» Task
For each line below that includes the word "struct", make a copy.
Dataset below:
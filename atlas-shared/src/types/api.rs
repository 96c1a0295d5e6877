use axum::http::StatusCode;
use serde::{Deserialize, Serialize};

#[derive(Debug, Serialize, Deserialize)]
pub struct ApiErrorResponse {
    pub success: bool,
    pub error: ApiErrorDetail,
}

#[derive(Debug, Serialize, Deserialize)]
pub struct ApiErrorDetail {
    pub code: String,
    pub message: String,
    #[serde(skip_serializing_if = "Option::is_none")]
    pub details: Option<serde_json::Value>,
}

impl ApiErrorResponse {
    pub fn new(code: impl Into<String>, message: impl Into<String>) -> Self {
        Self {
            success: false,
            error: ApiErrorDetail {
                code: code.into(),
                message: message.into(),
                details: None,
            },
        }
    }

    pub fn with_details(mut self, details: serde_json::Value) -> Self {
        self.error.details = Some(details);
        self
    }
}

#[derive(Debug, Serialize, Deserialize)]
pub struct HealthResponse {
    pub status: HealthStatus,
    pub service: String,
    pub version: String,
    #[serde(skip_serializing_if = "Option::is_none")]
    pub checks: Option<Vec<HealthCheck>>,
}

#[derive(Debug, Clone, Copy, Serialize, Deserialize, PartialEq, Eq)]
#[serde(rename_all = "lowercase")]
pub enum HealthStatus {
    Healthy,
    Degraded,
    Unhealthy,
}

#[derive(Debug, Serialize, Deserialize)]
pub struct HealthCheck {
    pub name: String,
    pub status: HealthStatus,
    #[serde(skip_serializing_if = "Option::is_none")]
    pub message: Option<String>,
}

impl HealthCheck {
    pub fn healthy(name: impl Into<String>) -> Self {
        Self { name: name.into(), status: HealthStatus::Healthy, message: None }
    }

    pub fn degraded(name: impl Into<String>, message: impl Into<String>) -> Self {
        Self { name: name.into(), status: HealthStatus::Degraded, message: Some(message.into()) }
    }

    pub fn unhealthy(name: impl Into<String>, message: impl Into<String>) -> Self {
        Self { name: name.into(), status: HealthStatus::Unhealthy, message: Some(message.into()) }
    }
}

impl HealthResponse {
    pub fn healthy(service: impl Into<String>, version: impl Into<String>) -> Self {
        Self {
            status: HealthStatus::Healthy,
            service: service.into(),
            version: version.into(),
            checks: None,
        }
    }

    /// Attach checks; the overall status becomes the worst of them.
    pub fn with_checks(mut self, checks: Vec<HealthCheck>) -> Self {
        let has_unhealthy = checks.iter().any(|c| c.status == HealthStatus::Unhealthy);
        let has_degraded = checks.iter().any(|c| c.status == HealthStatus::Degraded);

        self.status = if has_unhealthy {
            HealthStatus::Unhealthy
        } else if has_degraded {
            HealthStatus::Degraded
        } else {
            HealthStatus::Healthy
        };
        self.checks = Some(checks);
        self
    }

    /// Degraded still serves traffic, so only unhealthy maps to 503.
    pub fn http_status(&self) -> StatusCode {
        match self.status {
            HealthStatus::Healthy | HealthStatus::Degraded => StatusCode::OK,
            HealthStatus::Unhealthy => StatusCode::SERVICE_UNAVAILABLE,
        }
    }
}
End of Dataset.
» Response area
pub struct ApiErrorResponse {
pub struct ApiErrorDetail {
pub struct HealthResponse {
pub struct HealthCheck {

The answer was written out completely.